▶ **INSTRUCTIONS FOR THE TASK**
For each line in the data that includes "LegacyResponse", make a copy.

Content starts

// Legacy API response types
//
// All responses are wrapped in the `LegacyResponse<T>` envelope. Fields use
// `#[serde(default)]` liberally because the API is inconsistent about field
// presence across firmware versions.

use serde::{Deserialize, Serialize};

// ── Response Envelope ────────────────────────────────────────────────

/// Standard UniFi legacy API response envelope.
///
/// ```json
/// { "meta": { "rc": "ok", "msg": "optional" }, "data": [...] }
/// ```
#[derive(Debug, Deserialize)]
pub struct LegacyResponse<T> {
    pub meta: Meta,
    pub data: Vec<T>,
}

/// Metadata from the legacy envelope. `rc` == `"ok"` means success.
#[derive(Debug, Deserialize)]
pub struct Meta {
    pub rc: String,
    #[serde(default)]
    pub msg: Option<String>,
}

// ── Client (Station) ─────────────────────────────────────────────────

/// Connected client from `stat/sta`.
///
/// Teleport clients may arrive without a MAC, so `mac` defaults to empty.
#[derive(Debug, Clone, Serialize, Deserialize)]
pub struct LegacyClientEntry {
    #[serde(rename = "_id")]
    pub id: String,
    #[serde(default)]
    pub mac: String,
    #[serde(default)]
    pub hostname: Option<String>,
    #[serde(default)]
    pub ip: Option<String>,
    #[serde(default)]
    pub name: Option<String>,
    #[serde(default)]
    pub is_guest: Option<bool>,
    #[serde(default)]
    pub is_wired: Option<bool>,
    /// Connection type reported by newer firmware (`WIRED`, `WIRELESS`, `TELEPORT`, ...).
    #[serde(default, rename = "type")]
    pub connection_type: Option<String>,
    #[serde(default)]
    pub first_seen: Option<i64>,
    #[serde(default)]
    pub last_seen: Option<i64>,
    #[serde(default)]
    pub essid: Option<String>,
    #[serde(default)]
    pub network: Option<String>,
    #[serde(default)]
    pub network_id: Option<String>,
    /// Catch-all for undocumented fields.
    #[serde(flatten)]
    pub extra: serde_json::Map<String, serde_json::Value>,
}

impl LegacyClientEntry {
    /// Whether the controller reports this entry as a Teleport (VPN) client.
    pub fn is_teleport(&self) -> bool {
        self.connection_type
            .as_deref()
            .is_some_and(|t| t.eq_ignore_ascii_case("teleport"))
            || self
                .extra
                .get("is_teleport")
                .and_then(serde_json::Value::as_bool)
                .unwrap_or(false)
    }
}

Content ends

▶ **TASK RESPONSE**
// All responses are wrapped in the `LegacyResponse<T>` envelope. Fields use
pub struct LegacyResponse<T> {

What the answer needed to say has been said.